-------- Supplied material
pub mod command;
pub mod definitive;
pub mod file;
pub mod ids;
pub mod merge;
pub mod table;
----------------
* **Task goal**
After reading the data, retype all of it exactly as it reads.

* **Exercise answer**
pub mod command;
pub mod definitive;
pub mod file;
pub mod ids;
pub mod merge;
pub mod table;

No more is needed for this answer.